-- Assignment --
Take the lines below between the one holding "AND ($3::text IS" and the one holding "AND id <> $2 \", inclusive, and copy them exactly. Add nothing.

[Records contained in a dataset]

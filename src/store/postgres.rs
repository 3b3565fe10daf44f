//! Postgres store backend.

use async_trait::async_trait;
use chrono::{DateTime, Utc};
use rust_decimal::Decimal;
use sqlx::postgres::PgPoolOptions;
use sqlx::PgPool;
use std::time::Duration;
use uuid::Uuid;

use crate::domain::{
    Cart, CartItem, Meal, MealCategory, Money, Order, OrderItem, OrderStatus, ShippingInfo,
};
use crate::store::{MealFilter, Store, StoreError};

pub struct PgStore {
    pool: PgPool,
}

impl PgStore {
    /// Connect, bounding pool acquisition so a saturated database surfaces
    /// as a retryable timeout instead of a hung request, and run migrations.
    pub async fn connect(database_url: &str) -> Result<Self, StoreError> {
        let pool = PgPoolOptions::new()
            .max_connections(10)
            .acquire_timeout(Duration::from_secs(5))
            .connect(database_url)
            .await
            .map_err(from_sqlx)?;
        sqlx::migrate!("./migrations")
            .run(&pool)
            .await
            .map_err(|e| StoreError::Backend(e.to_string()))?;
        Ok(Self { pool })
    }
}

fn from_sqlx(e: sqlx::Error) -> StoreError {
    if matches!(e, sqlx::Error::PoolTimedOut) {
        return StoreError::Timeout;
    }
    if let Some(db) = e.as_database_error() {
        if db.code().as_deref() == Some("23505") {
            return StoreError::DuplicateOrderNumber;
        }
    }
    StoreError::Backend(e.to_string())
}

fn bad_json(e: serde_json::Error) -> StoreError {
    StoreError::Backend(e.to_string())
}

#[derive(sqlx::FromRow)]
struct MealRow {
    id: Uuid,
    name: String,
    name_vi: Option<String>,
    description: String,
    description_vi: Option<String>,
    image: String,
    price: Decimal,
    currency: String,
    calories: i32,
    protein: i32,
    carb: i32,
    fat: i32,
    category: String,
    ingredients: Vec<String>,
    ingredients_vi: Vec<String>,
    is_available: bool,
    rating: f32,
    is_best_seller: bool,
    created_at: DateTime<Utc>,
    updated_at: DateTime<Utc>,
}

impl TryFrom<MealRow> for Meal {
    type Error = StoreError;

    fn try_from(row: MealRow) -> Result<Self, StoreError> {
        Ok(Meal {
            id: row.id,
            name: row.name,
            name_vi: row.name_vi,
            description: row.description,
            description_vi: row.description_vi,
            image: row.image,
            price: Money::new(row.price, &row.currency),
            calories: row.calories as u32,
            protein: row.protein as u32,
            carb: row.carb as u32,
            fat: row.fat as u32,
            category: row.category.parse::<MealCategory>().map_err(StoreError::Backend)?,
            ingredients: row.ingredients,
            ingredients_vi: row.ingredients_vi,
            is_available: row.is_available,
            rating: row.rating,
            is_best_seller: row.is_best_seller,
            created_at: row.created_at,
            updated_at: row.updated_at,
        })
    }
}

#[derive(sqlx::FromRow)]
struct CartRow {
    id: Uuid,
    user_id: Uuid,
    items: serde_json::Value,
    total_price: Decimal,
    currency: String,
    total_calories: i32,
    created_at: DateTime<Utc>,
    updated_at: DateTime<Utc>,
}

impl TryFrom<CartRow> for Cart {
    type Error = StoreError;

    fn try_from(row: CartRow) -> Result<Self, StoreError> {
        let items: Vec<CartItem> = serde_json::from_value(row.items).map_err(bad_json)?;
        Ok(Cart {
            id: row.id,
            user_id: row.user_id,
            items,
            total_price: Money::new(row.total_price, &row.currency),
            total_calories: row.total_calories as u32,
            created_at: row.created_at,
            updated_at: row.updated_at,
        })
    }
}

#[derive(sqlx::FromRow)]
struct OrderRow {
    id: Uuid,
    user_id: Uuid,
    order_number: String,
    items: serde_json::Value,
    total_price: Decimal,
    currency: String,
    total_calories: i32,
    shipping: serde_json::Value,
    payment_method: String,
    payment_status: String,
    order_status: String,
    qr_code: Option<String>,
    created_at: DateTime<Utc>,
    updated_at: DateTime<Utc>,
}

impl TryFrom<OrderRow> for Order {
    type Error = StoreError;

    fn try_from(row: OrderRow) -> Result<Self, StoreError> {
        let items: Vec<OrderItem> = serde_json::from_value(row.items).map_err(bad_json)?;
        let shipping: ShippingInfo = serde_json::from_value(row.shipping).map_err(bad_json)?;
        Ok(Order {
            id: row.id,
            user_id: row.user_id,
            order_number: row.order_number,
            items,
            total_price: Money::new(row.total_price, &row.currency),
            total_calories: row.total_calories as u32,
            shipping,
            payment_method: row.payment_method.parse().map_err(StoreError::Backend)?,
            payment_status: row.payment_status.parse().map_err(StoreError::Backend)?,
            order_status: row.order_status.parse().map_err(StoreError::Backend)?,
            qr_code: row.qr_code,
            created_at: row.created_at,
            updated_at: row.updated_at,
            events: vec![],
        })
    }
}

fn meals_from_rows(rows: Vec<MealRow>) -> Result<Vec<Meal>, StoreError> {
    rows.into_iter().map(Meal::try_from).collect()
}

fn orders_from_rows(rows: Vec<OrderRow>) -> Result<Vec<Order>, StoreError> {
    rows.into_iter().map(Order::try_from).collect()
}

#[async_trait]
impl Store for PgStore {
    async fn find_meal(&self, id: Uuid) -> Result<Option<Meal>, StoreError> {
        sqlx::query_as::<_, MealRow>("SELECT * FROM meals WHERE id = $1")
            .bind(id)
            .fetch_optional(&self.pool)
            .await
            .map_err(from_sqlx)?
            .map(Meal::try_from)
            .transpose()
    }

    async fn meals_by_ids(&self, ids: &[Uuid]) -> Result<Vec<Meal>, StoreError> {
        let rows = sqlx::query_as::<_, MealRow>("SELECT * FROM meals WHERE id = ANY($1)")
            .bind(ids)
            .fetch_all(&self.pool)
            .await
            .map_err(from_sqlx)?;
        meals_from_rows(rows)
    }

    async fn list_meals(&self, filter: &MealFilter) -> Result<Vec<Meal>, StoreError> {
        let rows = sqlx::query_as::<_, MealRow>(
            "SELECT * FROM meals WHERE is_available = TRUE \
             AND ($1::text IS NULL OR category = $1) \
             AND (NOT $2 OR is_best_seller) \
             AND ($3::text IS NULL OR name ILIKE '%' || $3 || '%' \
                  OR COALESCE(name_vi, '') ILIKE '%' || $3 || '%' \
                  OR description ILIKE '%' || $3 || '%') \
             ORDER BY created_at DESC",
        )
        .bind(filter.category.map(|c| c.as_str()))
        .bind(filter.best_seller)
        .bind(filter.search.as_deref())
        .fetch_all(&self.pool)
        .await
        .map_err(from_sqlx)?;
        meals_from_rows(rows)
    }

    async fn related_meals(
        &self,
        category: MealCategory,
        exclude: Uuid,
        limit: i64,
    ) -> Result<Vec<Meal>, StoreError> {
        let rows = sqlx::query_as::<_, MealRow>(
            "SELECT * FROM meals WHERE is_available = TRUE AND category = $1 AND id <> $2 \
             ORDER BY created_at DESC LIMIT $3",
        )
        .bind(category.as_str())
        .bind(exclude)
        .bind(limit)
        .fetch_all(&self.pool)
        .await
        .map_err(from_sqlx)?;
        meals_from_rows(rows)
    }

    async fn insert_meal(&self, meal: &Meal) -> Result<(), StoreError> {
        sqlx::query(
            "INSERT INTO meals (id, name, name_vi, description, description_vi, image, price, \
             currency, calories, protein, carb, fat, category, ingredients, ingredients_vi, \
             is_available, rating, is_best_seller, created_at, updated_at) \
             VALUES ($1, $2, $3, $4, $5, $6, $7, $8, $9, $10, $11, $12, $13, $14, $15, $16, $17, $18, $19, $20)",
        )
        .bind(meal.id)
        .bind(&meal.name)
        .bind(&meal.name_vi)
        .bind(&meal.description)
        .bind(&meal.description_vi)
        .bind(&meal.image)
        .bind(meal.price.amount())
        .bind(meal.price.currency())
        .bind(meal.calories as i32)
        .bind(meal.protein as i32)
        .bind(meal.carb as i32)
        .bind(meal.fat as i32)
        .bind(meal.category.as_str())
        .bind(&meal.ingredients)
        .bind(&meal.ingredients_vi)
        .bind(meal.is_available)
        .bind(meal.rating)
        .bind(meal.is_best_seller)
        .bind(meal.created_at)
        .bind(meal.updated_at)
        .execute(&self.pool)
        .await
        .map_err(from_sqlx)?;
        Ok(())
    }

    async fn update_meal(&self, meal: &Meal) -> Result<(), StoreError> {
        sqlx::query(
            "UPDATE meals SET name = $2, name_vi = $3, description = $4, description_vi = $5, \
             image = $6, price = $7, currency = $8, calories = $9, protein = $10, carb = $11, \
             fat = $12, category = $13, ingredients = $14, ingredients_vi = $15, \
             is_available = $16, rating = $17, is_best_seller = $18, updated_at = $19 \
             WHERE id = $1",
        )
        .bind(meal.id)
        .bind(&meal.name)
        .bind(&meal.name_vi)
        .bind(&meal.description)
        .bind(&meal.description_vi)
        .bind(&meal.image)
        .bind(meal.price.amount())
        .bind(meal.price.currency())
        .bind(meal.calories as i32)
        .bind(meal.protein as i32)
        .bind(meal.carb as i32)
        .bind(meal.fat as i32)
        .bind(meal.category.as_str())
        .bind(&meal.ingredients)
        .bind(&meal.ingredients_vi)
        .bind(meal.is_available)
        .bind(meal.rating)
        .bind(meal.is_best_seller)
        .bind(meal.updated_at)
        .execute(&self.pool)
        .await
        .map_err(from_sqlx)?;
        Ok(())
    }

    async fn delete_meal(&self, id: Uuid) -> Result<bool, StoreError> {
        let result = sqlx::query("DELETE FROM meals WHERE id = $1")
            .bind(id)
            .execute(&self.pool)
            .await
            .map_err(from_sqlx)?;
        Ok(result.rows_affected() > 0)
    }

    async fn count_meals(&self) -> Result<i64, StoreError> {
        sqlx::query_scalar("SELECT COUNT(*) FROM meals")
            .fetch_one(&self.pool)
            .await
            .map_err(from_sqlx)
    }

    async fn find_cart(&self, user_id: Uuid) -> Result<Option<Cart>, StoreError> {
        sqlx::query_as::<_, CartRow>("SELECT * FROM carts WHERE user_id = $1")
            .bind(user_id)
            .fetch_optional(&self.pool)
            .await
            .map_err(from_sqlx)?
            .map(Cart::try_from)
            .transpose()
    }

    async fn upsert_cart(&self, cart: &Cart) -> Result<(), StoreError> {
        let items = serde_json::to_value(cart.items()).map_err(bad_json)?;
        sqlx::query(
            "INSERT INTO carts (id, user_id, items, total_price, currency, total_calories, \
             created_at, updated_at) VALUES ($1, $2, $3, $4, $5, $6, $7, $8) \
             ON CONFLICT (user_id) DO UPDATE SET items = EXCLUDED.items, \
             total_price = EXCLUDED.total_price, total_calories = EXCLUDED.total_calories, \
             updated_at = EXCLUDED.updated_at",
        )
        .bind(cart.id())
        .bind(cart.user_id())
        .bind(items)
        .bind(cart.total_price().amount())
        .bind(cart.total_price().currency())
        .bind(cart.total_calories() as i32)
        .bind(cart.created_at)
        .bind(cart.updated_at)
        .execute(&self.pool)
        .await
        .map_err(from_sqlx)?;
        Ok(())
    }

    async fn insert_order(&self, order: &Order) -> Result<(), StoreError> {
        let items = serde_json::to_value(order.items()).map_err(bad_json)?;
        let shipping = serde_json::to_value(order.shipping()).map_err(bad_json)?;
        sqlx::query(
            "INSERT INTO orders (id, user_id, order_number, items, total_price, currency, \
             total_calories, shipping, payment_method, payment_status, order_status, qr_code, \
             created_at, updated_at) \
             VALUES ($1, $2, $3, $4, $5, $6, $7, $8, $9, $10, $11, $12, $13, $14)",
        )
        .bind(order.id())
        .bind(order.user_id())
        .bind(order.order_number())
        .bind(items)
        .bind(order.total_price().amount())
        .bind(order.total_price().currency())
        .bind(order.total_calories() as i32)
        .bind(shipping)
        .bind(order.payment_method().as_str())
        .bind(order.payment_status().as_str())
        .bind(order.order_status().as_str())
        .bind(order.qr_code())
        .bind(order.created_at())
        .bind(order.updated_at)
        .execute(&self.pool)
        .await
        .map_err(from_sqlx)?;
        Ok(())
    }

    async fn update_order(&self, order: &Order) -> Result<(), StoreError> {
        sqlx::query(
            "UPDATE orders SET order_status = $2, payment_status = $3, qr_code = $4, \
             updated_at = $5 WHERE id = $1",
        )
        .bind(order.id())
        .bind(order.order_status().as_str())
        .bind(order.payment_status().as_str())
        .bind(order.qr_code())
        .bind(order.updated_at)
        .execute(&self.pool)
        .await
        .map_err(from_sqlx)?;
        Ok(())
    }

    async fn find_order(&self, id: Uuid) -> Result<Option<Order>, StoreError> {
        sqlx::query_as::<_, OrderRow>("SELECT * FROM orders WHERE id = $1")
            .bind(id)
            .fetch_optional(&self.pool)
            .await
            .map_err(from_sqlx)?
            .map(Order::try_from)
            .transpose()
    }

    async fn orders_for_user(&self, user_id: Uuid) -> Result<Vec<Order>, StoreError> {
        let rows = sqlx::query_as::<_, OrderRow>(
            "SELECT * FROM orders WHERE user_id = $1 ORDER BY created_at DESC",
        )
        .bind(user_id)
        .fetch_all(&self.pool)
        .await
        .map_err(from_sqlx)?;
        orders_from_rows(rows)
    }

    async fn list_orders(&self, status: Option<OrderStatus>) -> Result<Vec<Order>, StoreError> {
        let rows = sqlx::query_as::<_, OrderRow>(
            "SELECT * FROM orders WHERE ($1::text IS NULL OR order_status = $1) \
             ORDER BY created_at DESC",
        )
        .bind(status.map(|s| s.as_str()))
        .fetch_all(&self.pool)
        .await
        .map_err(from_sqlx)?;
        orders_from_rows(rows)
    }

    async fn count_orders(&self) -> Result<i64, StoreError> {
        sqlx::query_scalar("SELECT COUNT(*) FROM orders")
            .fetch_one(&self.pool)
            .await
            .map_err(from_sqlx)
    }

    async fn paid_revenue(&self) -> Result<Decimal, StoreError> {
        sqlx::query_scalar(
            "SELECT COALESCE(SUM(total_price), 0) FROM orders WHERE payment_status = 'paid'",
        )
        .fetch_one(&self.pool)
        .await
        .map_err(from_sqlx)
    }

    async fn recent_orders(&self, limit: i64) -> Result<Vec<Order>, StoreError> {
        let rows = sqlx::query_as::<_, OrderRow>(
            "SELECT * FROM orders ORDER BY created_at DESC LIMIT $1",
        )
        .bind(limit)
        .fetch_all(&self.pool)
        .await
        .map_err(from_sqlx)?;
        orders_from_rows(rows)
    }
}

-- Answer for the task --
             AND ($3::text IS NULL OR name ILIKE '%' || $3 || '%' \
                  OR COALESCE(name_vi, '') ILIKE '%' || $3 || '%' \
                  OR description ILIKE '%' || $3 || '%') \
             ORDER BY created_at DESC",
        )
        .bind(filter.category.map(|c| c.as_str()))
        .bind(filter.best_seller)
        .bind(filter.search.as_deref())
        .fetch_all(&self.pool)
        .await
        .map_err(from_sqlx)?;
        meals_from_rows(rows)
    }

    async fn related_meals(
        &self,
        category: MealCategory,
        exclude: Uuid,
        limit: i64,
    ) -> Result<Vec<Meal>, StoreError> {
        let rows = sqlx::query_as::<_, MealRow>(
            "SELECT * FROM meals WHERE is_available = TRUE AND category = $1 AND id <> $2 \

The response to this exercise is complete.